RORc expressing immune cells negatively regulate tertiary lymphoid structure formation and support their pro-tumorigenic functions

Einat Cinnamon; Ilan Stein; Elvira Zino; Stav Rabinovich; Yehuda Shovman; Yehuda Schlesinger; Tomer-Meir Salame; Shlomit Reich-Zeliger; Thomas Albrecht; Stephanie Roessler; Peter Schirmacher; Michal Lotem; Yinon Ben-Neriah; Oren Parnas; Eli Pikarsky

doi:10.1016/j.jhep.2024.12.015

RORc expressing immune cells negatively regulate tertiary lymphoid structure formation and support their pro-tumorigenic functions

J Hepatol. 2024 Dec 20:S0168-8278(24)02769-7. doi: 10.1016/j.jhep.2024.12.015. Online ahead of print.

Authors

Affiliations

¹ The Concern Foundation Laboratories at The Lautenberg Center for Immunology and Cancer Research, Israel-Canada Medical Research Institute, Faculty of Medicine, The Hebrew University, Jerusalem, Israel.
² The Concern Foundation Laboratories at The Lautenberg Center for Immunology and Cancer Research, Israel-Canada Medical Research Institute, Faculty of Medicine, The Hebrew University, Jerusalem, Israel; Department of Pathology, Hadassah-Hebrew University Medical Center, Jerusalem, Israel.
³ The Concern Foundation Laboratories at The Lautenberg Center for Immunology and Cancer Research, Israel-Canada Medical Research Institute, Faculty of Medicine, The Hebrew University, Jerusalem, Israel; Department of Neurology, Hadassah-Hebrew University Medical Center, Jerusalem, Israel.
⁴ Flow Cytometry Unit, Life Sciences Core Facilities, Weizmann Institute of Science, Rehovot, Israel.
⁵ Department of System Immunology, Weizmann Institute of Science, Rehovot, Israel.
⁶ Institute of Pathology, Heidelberg University Hospital, Heidelberg, Germany.
⁷ Sharett Institute of Oncology, Hadassah-Hebrew University Medical Center, Jerusalem, Israel.
⁸ The Concern Foundation Laboratories at The Lautenberg Center for Immunology and Cancer Research, Israel-Canada Medical Research Institute, Faculty of Medicine, The Hebrew University, Jerusalem, Israel; Department of Pathology, Hadassah-Hebrew University Medical Center, Jerusalem, Israel. Electronic address: [email protected].

PMID: 39710149
DOI: 10.1016/j.jhep.2024.12.015

Abstract

Background and aims: RORc-expressing immune cells play important roles in inflammation, autoimmune disease and cancer. They are required for lymphoid organogenesis and have been implicated in tertiary lymphoid structure (TLS) formation. TLSs are formed in many cancer types and have been correlated with better prognosis and response to immunotherapy. In liver cancer, some TLSs are pro-tumorigenic as they harbor tumor progenitor cells and support their growth. The processes involved in TLS development and acquisition of pro- or anti-tumorigenic roles are largely unknown. This study aims to explore the role of RORc-expressing cells in TLS development in the context of inflammation-associated liver cancer.

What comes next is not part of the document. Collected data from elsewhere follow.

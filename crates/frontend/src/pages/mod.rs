pub mod quake_map;
use quake_shared::feed::{self, Decoded, Earthquake, PlateBoundary};

/// GET a feed and return its body. Non-success statuses are errors.
async fn fetch_body(url: &str) -> Result<String, String> {
    let resp = reqwest::Client::new()
        .get(url)
        .send()
        .await
        .map_err(|e| e.to_string())?
        .error_for_status()
        .map_err(|e| e.to_string())?;

    resp.text().await.map_err(|e| e.to_string())
}

fn log_decoded<T>(feed_name: &str, url: &str, decoded: &Decoded<T>) {
    tracing::info!(feed = feed_name, url, features = decoded.items.len(), "Loaded feed");
    if decoded.skipped > 0 {
        tracing::debug!(
            feed = feed_name,
            skipped = decoded.skipped,
            "Skipped features without usable geometry"
        );
    }
}

pub async fn fetch_earthquakes(url: &str) -> Result<Vec<Earthquake>, String> {
    let body = fetch_body(url).await?;
    let decoded = feed::parse_earthquakes(&body)?;
    log_decoded("earthquakes", url, &decoded);
    Ok(decoded.items)
}

pub async fn fetch_plate_boundaries(url: &str) -> Result<Vec<PlateBoundary>, String> {
    let body = fetch_body(url).await?;
    let decoded = feed::parse_plate_boundaries(&body)?;
    log_decoded("plates", url, &decoded);
    Ok(decoded.items)
}
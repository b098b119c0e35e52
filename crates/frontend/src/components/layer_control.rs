use dioxus::prelude::*;

use crate::pages::quake_map::MapState;

const PLATES_LABEL: &str = "Tectonic Plates";
const EARTHQUAKES_LABEL: &str = "Earthquakes";

/// Always-expanded base layer switcher and overlay toggles.
#[component]
pub fn LayerControl(state: MapState) -> Element {
    let mut base_layer = state.base_layer;
    let mut show_plates = state.show_plates;
    let mut show_earthquakes = state.show_earthquakes;
    let mut open_popup = state.open_popup;

    let current = *base_layer.read();
    let plates_on = *show_plates.read();
    let quakes_on = *show_earthquakes.read();

    rsx! {
        div { class: "layer-control",
            div { class: "layer-control-base",
                for (i, layer) in state.config.base_layers.iter().enumerate() {
                    label { key: "{layer.name}",
                        input {
                            r#type: "radio",
                            name: "base-layer",
                            checked: current == i,
                            onchange: move |_| base_layer.set(i),
                        }
                        span { "{layer.name}" }
                    }
                }
            }
            div { class: "layer-control-separator" }
            div { class: "layer-control-overlays",
                label {
                    input {
                        r#type: "checkbox",
                        checked: plates_on,
                        onchange: move |_| show_plates.set(!plates_on),
                    }
                    span { "{PLATES_LABEL}" }
                }
                label {
                    input {
                        r#type: "checkbox",
                        checked: quakes_on,
                        onchange: move |_| {
                            if quakes_on {
                                // A hidden layer takes its open popup with it
                                open_popup.set(None);
                            }
                            show_earthquakes.set(!quakes_on);
                        },
                    }
                    span { "{EARTHQUAKES_LABEL}" }
                }
            }
        }
    }
}
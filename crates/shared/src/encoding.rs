//! Visual encoding of earthquake attributes.
//!
//! Magnitude drives the marker radius, depth drives the fill color. Both
//! functions are total: malformed input falls back to the smallest marker or
//! the deepest color bucket instead of failing.

/// Pixels of marker radius per unit of magnitude.
pub const RADIUS_PER_MAGNITUDE: f64 = 4.0;

/// Radius used for zero, negative, missing or non-finite magnitudes.
pub const FALLBACK_RADIUS: f64 = 1.0;

/// One row of the depth-to-color table.
#[derive(Debug, Clone, Copy, PartialEq)]
pub struct DepthBucket {
    /// Inclusive upper bound in km. `None` is the open-ended last bucket.
    pub upper_km: Option<f64>,
    pub color: &'static str,
}

/// Depth buckets in ascending order. The first bucket whose bound is
/// satisfied wins.
pub const DEPTH_BUCKETS: [DepthBucket; 6] = [
    DepthBucket { upper_km: Some(10.0), color: "#98ee00" },
    DepthBucket { upper_km: Some(30.0), color: "#d4ee00" },
    DepthBucket { upper_km: Some(50.0), color: "#eecc00" },
    DepthBucket { upper_km: Some(70.0), color: "#ee9c00" },
    DepthBucket { upper_km: Some(90.0), color: "#ea822c" },
    DepthBucket { upper_km: None, color: "#ea2c2c" },
];

/// Lower bounds shown by the legend, one per bucket.
const LEGEND_LOWER_KM: [i32; 6] = [-10, 10, 30, 50, 70, 90];

/// Marker radius in screen pixels for a magnitude.
pub fn marker_radius(magnitude: f64) -> f64 {
    if magnitude.is_finite() && magnitude > 0.0 {
        magnitude * RADIUS_PER_MAGNITUDE
    } else {
        FALLBACK_RADIUS
    }
}

/// Marker radius for a possibly missing magnitude. Missing counts as zero.
pub fn marker_radius_for(magnitude: Option<f64>) -> f64 {
    marker_radius(magnitude.unwrap_or(0.0))
}

/// Fill color for a depth in km.
///
/// NaN compares false against every bound and so lands in the last bucket,
/// the same place as any depth beyond 90 km.
pub fn depth_color(depth_km: f64) -> &'static str {
    DEPTH_BUCKETS
        .iter()
        .find(|bucket| match bucket.upper_km {
            Some(upper) => depth_km <= upper,
            None => true,
        })
        .map(|bucket| bucket.color)
        .unwrap_or(DEPTH_BUCKETS[DEPTH_BUCKETS.len() - 1].color)
}

/// Fill color for a possibly missing depth.
pub fn depth_color_for(depth_km: Option<f64>) -> &'static str {
    depth_color(depth_km.unwrap_or(f64::NAN))
}

// ---------------------------------------------------------------------------
// Styles
// ---------------------------------------------------------------------------

/// Style of a single earthquake circle marker.
#[derive(Debug, Clone, Copy, PartialEq)]
pub struct MarkerStyle {
    pub radius: f64,
    pub fill_color: &'static str,
    pub stroke_color: &'static str,
    pub stroke_width: f64,
    pub stroke_opacity: f64,
    pub fill_opacity: f64,
}

/// Style of a line or polygon outline.
#[derive(Debug, Clone, Copy, PartialEq)]
pub struct PathStyle {
    pub color: &'static str,
    pub weight: f64,
    pub opacity: f64,
}

pub const PLATE_STYLE: PathStyle = PathStyle {
    color: "#ff7800",
    weight: 2.0,
    opacity: 1.0,
};

/// Full marker style for an event.
pub fn quake_marker_style(magnitude: Option<f64>, depth_km: Option<f64>) -> MarkerStyle {
    MarkerStyle {
        radius: marker_radius_for(magnitude),
        fill_color: depth_color_for(depth_km),
        stroke_color: "#000",
        stroke_width: 0.5,
        stroke_opacity: 1.0,
        fill_opacity: 0.7,
    }
}

// ---------------------------------------------------------------------------
// Legend
// ---------------------------------------------------------------------------

#[derive(Debug, Clone, PartialEq)]
pub struct LegendEntry {
    pub label: String,
    pub color: &'static str,
}

/// Legend rows in bucket order: `-10–10`, `10–30`, ... `90+`.
pub fn legend_entries() -> Vec<LegendEntry> {
    DEPTH_BUCKETS
        .iter()
        .enumerate()
        .map(|(i, bucket)| {
            let lower = LEGEND_LOWER_KM[i];
            let label = match LEGEND_LOWER_KM.get(i + 1) {
                Some(next) => format!("{}\u{2013}{}", lower, next),
                None => format!("{}+", lower),
            };
            LegendEntry {
                label,
                color: bucket.color,
            }
        })
        .collect()
}
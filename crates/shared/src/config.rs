use crate::basemap::{TileLayer, BASE_LAYERS};
use crate::geo::LatLng;

pub const EARTHQUAKE_FEED_URL: &str =
    "https://earthquake.usgs.gov/earthquakes/feed/v1.0/summary/all_week.geojson";

pub const PLATE_BOUNDARY_FEED_URL: &str =
    "https://raw.githubusercontent.com/fraxen/tectonicplates/master/GeoJSON/PB2002_plates.json";

/// Page configuration. Everything is fixed at build time.
#[derive(Debug, Clone, Copy, PartialEq)]
pub struct MapConfig {
    pub center: LatLng,
    pub zoom: u8,
    pub min_zoom: u8,
    pub earthquake_feed_url: &'static str,
    pub plate_feed_url: &'static str,
    pub base_layers: &'static [TileLayer],
    /// Index into `base_layers` shown on load.
    pub default_base_layer: usize,
    pub show_earthquakes: bool,
    pub show_plates: bool,
}

impl Default for MapConfig {
    fn default() -> Self {
        Self {
            center: LatLng::new(37.09, -95.71),
            zoom: 4,
            min_zoom: 0,
            earthquake_feed_url: EARTHQUAKE_FEED_URL,
            plate_feed_url: PLATE_BOUNDARY_FEED_URL,
            base_layers: &BASE_LAYERS,
            default_base_layer: 2,
            show_earthquakes: true,
            show_plates: false,
        }
    }
}

impl MapConfig {
    /// Base layer at `index`, falling back to the default one.
    pub fn base_layer(&self, index: usize) -> TileLayer {
        self.base_layers
            .get(index)
            .or_else(|| self.base_layers.get(self.default_base_layer))
            .copied()
            .unwrap_or(BASE_LAYERS[BASE_LAYERS.len() - 1])
    }

    /// Clamp a zoom level to what the given base layer can serve.
    pub fn clamp_zoom(&self, zoom: i32, base_layer: usize) -> u8 {
        let max = self.base_layer(base_layer).max_zoom;
        zoom.clamp(self.min_zoom as i32, max as i32) as u8
    }
}
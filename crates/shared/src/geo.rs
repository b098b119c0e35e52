use serde::{Deserialize, Deserializer};
use serde_json::Value;

/// Geographic position in degrees.
#[derive(Debug, Clone, Copy, PartialEq)]
pub struct LatLng {
    pub lat: f64,
    pub lng: f64,
}

impl LatLng {
    pub const fn new(lat: f64, lng: f64) -> Self {
        Self { lat, lng }
    }

    /// Build from a GeoJSON position (`[lon, lat, ...]`). Returns `None` when
    /// the position is short or lon/lat are not usable numbers.
    pub fn from_position(position: &[Ordinate]) -> Option<Self> {
        match position {
            [Ordinate(Some(lng)), Ordinate(Some(lat)), ..] => Some(Self::new(*lat, *lng)),
            _ => None,
        }
    }
}

/// Pixel position (projected or on screen).
#[derive(Debug, Clone, Copy, PartialEq)]
pub struct Point {
    pub x: f64,
    pub y: f64,
}

impl Point {
    pub const fn new(x: f64, y: f64) -> Self {
        Self { x, y }
    }

    pub fn add(self, other: Point) -> Point {
        Point::new(self.x + other.x, self.y + other.y)
    }

    pub fn subtract(self, other: Point) -> Point {
        Point::new(self.x - other.x, self.y - other.y)
    }

    pub fn scale(self, factor: f64) -> Point {
        Point::new(self.x * factor, self.y * factor)
    }

    pub fn round(self) -> Point {
        Point::new(self.x.round(), self.y.round())
    }

    pub fn distance_to(self, other: Point) -> f64 {
        let dx = self.x - other.x;
        let dy = self.y - other.y;
        (dx * dx + dy * dy).sqrt()
    }
}

/// One entry of a GeoJSON position. `null`, strings and non-finite numbers
/// decode as `None` so a bad elevation doesn't take the whole geometry down.
#[derive(Debug, Clone, Copy, PartialEq)]
pub struct Ordinate(pub Option<f64>);

impl<'de> Deserialize<'de> for Ordinate {
    fn deserialize<D: Deserializer<'de>>(deserializer: D) -> Result<Self, D::Error> {
        let value = Value::deserialize(deserializer)?;
        Ok(Ordinate(value.as_f64().filter(|v| v.is_finite())))
    }
}

impl From<f64> for Ordinate {
    fn from(v: f64) -> Self {
        Ordinate(Some(v).filter(|v| v.is_finite()))
    }
}

/// GeoJSON position: `[lon, lat]` or `[lon, lat, elevation]`.
pub type Position = Vec<Ordinate>;

/// Position from plain numbers.
pub fn position(values: &[f64]) -> Position {
    values.iter().copied().map(Ordinate::from).collect()
}

/// GeoJSON geometry object.
#[derive(Debug, Clone, PartialEq, Deserialize)]
#[serde(tag = "type")]
pub enum Geometry {
    Point { coordinates: Position },
    MultiPoint { coordinates: Vec<Position> },
    LineString { coordinates: Vec<Position> },
    MultiLineString { coordinates: Vec<Vec<Position>> },
    Polygon { coordinates: Vec<Vec<Position>> },
    MultiPolygon { coordinates: Vec<Vec<Vec<Position>>> },
    GeometryCollection { geometries: Vec<Geometry> },
}

/// A drawable line. Polygon rings are `closed`.
#[derive(Debug, Clone, PartialEq)]
pub struct GeoPath {
    pub points: Vec<LatLng>,
    pub closed: bool,
}

impl Geometry {
    /// All line and ring paths of this geometry. Points contribute nothing.
    /// Invalid positions are dropped; paths with fewer than two points are
    /// discarded.
    pub fn paths(&self) -> Vec<GeoPath> {
        let mut out = Vec::new();
        self.collect_paths(&mut out);
        out
    }

    fn collect_paths(&self, out: &mut Vec<GeoPath>) {
        match self {
            Geometry::Point { .. } | Geometry::MultiPoint { .. } => {}
            Geometry::LineString { coordinates } => push_path(out, coordinates, false),
            Geometry::MultiLineString { coordinates } => {
                for line in coordinates {
                    push_path(out, line, false);
                }
            }
            Geometry::Polygon { coordinates } => {
                for ring in coordinates {
                    push_path(out, ring, true);
                }
            }
            Geometry::MultiPolygon { coordinates } => {
                for polygon in coordinates {
                    for ring in polygon {
                        push_path(out, ring, true);
                    }
                }
            }
            Geometry::GeometryCollection { geometries } => {
                for geometry in geometries {
                    geometry.collect_paths(out);
                }
            }
        }
    }

    /// Location and third coordinate of every point in this geometry
    /// (`Point`, `MultiPoint`, and points nested in collections). Positions
    /// without a usable lon/lat are left out.
    pub fn points(&self) -> Vec<(LatLng, Option<f64>)> {
        let mut out = Vec::new();
        self.collect_points(&mut out);
        out
    }

    fn collect_points(&self, out: &mut Vec<(LatLng, Option<f64>)>) {
        match self {
            Geometry::Point { coordinates } => out.extend(located(coordinates)),
            Geometry::MultiPoint { coordinates } => {
                out.extend(coordinates.iter().filter_map(|p| located(p)));
            }
            Geometry::GeometryCollection { geometries } => {
                for geometry in geometries {
                    geometry.collect_points(out);
                }
            }
            _ => {}
        }
    }
}

fn located(position: &[Ordinate]) -> Option<(LatLng, Option<f64>)> {
    let location = LatLng::from_position(position)?;
    let elevation = position.get(2).and_then(|o| o.0);
    Some((location, elevation))
}

fn push_path(out: &mut Vec<GeoPath>, positions: &[Position], closed: bool) {
    let points: Vec<LatLng> = positions
        .iter()
        .filter_map(|p| LatLng::from_position(p))
        .collect();
    if points.len() >= 2 {
        out.push(GeoPath { points, closed });
    }
}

Methods: IKKβ(EE)^Hep mice, exhibiting chronic liver inflammation, TLS formation and liver cancer, were crossed with RORc knockout mice to explore RORc's effect on TLS and tumor formation. TLS phenotypes were analyzed using transcriptional, proteomic, and immunohistochemical techniques. CD4, CD8, and B cell depletions were used to assess their contribution to liver TLS and tumor formation.

Results: RORc-expressing cells are detected within TLSs of both human patients and mice developing intrahepatic cholangiocarcinoma. In mice, these cells negatively regulate TLS formation, as excess TLSs form in their absence. CD4 cells are essential for liver TLS formation, while B cells are required for TLS formation specifically in the absence of RORc-expressing cells. Importantly, in chronically inflamed livers lacking RORc-expressing cells, TLSs become anti-tumorigenic, reducing tumor load. Anti-tumorigenic TLSs revealed enrichment of exhausted CD8 cells with effector functions, germinal center B cells and plasma cells. B cells are key in limiting tumor development, possibly via tumor-directed antibodies.

Conclusions: RORc-expressing cells negatively regulate B cell responses and facilitate the pro-tumorigenic functions of hepatic TLSs.

Keywords: B cells; CD4 cells; CD8 cells; CyTOF; RORc; Tertiary lymphoid structure; cell depletion; cholangiocarcinoma; liver cancer; single cell RNA sequencing.